— What to work on —
Starting with the line containing "pub fn load_layers<I>(&mut" and going on through the line containing "for spec in", return the lines of the data below exactly, and only those.

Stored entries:
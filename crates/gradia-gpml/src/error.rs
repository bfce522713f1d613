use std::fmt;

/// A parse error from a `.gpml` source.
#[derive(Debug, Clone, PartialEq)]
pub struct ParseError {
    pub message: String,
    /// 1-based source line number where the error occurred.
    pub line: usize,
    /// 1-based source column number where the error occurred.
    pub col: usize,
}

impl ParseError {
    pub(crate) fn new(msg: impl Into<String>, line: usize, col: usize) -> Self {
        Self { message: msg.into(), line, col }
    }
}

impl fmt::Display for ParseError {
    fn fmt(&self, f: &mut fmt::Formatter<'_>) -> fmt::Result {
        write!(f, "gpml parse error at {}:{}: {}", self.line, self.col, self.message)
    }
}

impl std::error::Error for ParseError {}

--

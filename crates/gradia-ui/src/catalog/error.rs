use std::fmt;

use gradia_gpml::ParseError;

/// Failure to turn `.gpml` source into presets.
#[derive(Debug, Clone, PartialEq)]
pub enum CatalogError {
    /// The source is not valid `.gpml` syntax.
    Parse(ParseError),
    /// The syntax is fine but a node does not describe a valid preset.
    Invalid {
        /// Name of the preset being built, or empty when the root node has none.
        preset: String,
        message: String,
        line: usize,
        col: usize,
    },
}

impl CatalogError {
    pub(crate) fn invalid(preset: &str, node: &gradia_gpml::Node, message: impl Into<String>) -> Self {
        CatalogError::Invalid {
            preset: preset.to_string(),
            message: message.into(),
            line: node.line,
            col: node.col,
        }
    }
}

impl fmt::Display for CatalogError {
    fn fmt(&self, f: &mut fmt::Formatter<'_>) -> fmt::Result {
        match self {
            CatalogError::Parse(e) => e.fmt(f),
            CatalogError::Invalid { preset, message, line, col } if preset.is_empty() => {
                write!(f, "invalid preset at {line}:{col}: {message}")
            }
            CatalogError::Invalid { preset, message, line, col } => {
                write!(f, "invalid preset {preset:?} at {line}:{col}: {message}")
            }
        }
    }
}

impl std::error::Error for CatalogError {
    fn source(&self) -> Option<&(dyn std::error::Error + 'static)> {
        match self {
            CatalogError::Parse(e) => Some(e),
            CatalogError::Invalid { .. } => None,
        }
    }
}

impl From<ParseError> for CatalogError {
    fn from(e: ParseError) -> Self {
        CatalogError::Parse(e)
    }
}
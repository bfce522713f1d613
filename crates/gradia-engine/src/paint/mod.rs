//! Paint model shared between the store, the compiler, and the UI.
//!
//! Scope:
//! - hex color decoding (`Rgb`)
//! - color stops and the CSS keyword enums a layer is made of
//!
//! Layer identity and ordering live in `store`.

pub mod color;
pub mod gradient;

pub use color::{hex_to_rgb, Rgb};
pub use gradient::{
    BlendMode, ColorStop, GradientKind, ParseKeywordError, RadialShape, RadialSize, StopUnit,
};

---

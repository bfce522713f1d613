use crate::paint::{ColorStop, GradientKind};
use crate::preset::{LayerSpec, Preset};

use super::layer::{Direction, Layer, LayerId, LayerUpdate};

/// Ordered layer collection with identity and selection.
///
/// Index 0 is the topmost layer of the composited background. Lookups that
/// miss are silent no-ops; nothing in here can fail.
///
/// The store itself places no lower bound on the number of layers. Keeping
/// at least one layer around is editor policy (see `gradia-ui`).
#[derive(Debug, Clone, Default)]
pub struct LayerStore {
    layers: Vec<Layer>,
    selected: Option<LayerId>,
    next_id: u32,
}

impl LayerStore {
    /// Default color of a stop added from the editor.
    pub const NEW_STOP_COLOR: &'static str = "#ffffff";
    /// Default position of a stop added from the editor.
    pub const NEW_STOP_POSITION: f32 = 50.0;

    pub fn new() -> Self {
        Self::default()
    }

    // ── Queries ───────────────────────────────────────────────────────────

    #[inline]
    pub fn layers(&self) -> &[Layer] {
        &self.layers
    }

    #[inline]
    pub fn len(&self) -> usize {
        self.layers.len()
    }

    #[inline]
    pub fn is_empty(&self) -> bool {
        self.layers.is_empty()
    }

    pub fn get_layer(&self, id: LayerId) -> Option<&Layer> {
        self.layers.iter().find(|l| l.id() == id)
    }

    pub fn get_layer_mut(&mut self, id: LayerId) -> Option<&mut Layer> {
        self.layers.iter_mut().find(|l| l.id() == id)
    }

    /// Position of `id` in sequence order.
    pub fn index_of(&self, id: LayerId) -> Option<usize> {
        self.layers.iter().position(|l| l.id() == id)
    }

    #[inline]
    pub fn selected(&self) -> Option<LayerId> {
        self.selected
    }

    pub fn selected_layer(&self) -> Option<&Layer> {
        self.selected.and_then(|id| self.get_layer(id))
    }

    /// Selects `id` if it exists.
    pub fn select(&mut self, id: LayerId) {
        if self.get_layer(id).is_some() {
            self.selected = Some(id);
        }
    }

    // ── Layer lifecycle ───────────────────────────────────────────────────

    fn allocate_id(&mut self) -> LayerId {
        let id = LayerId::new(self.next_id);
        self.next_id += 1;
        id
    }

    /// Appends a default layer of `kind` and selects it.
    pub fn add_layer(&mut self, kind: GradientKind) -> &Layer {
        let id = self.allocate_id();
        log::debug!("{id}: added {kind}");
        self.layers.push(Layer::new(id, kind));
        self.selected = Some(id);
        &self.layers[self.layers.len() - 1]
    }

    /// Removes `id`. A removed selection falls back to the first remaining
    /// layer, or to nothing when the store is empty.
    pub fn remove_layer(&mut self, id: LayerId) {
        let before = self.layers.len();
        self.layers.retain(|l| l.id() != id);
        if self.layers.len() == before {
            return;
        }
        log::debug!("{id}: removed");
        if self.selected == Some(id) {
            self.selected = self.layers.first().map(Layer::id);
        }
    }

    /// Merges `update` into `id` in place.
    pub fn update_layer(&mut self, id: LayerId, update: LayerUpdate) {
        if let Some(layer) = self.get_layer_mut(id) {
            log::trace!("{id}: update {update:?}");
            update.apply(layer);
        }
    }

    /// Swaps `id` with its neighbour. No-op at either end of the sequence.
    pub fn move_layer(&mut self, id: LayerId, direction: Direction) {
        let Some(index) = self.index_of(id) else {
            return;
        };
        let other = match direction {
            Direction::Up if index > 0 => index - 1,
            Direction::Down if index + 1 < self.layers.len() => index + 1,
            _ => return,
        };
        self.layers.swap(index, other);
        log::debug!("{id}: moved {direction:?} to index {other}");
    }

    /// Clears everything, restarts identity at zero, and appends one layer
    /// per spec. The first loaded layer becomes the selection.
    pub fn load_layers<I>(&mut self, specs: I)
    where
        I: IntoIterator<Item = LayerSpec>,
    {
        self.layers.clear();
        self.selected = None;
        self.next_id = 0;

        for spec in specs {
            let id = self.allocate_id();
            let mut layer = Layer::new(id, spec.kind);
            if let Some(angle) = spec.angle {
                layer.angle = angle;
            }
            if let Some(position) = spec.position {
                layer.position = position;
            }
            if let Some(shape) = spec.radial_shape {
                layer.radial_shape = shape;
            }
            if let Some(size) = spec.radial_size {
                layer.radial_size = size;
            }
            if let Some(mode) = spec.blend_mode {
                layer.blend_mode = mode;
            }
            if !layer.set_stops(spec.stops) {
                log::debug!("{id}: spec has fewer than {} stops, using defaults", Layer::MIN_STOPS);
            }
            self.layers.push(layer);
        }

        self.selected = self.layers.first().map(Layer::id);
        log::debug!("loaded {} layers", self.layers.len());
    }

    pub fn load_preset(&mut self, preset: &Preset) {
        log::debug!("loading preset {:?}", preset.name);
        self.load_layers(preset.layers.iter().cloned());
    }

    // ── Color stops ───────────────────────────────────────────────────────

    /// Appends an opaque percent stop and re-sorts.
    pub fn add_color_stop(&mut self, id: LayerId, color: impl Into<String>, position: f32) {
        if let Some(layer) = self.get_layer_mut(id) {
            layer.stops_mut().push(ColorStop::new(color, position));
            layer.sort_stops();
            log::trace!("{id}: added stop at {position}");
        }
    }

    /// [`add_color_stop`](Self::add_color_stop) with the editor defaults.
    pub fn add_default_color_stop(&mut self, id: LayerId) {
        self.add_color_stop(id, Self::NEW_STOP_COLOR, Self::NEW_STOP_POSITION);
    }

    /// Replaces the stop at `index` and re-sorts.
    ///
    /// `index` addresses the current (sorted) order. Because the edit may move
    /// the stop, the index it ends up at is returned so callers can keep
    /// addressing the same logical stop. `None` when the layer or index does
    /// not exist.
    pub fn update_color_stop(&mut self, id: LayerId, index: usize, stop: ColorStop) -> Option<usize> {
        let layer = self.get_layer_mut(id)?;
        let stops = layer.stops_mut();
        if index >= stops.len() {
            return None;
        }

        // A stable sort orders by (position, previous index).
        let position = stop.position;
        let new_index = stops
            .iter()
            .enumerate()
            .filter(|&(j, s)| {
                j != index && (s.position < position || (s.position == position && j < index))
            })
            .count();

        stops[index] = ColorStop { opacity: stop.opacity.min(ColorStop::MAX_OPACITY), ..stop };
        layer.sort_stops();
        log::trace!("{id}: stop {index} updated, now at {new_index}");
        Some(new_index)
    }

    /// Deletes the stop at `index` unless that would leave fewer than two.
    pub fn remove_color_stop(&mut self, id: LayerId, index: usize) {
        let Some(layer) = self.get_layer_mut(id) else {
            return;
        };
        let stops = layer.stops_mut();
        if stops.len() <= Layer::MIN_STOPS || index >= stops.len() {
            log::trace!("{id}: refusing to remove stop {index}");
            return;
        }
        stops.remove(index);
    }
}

— Finished exercise —
    pub fn load_layers<I>(&mut self, specs: I)
    where
        I: IntoIterator<Item = LayerSpec>,
    {
        self.layers.clear();
        self.selected = None;
        self.next_id = 0;

        for spec in specs {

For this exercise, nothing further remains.